# About this exercise:
Starting at the first line of the data below, retype every line up to and including the one containing "use std::time::Duration;".

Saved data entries
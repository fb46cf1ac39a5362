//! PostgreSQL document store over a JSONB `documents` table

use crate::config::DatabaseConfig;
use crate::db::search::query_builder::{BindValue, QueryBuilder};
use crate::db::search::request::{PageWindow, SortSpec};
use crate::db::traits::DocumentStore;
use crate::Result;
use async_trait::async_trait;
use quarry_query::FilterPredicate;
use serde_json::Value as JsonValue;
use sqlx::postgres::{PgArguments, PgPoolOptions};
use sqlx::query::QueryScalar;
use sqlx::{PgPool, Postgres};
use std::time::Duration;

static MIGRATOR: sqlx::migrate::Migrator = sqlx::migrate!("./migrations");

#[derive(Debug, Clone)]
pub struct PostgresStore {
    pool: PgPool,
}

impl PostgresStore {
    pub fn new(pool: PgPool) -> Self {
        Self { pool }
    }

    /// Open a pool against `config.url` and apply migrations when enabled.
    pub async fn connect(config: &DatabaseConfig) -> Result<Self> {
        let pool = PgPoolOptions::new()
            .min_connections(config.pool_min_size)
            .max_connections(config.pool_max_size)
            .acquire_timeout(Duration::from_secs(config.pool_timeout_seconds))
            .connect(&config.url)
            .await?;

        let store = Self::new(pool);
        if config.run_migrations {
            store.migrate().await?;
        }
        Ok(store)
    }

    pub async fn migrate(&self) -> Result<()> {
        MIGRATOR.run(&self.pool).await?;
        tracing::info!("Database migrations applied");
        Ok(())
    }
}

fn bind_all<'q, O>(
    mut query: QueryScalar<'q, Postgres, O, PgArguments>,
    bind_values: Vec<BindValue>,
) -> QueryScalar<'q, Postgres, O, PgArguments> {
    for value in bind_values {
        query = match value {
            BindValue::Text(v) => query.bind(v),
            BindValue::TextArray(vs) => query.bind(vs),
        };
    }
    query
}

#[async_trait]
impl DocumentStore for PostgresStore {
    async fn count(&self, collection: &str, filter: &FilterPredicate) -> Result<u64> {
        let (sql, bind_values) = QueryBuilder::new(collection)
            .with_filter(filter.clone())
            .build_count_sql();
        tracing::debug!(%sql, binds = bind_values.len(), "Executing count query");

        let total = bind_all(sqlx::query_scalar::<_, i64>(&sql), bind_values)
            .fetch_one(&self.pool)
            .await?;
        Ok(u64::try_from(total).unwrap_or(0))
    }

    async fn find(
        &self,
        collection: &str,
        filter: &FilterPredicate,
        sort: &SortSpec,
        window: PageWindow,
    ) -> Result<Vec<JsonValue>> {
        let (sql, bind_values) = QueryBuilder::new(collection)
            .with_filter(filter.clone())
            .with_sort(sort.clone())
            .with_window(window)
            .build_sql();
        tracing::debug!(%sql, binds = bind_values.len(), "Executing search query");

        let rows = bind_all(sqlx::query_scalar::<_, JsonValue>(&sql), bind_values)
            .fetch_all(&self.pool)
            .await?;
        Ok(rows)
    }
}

# Response box:
repository fb46cf1ac39a5362
//! PostgreSQL document store over a JSONB `documents` table

use crate::config::DatabaseConfig;
use crate::db::search::query_builder::{BindValue, QueryBuilder};
use crate::db::search::request::{PageWindow, SortSpec};
use crate::db::traits::DocumentStore;
use crate::Result;
use async_trait::async_trait;
use quarry_query::FilterPredicate;
use serde_json::Value as JsonValue;
use sqlx::postgres::{PgArguments, PgPoolOptions};
use sqlx::query::QueryScalar;
use sqlx::{PgPool, Postgres};
use std::time::Duration;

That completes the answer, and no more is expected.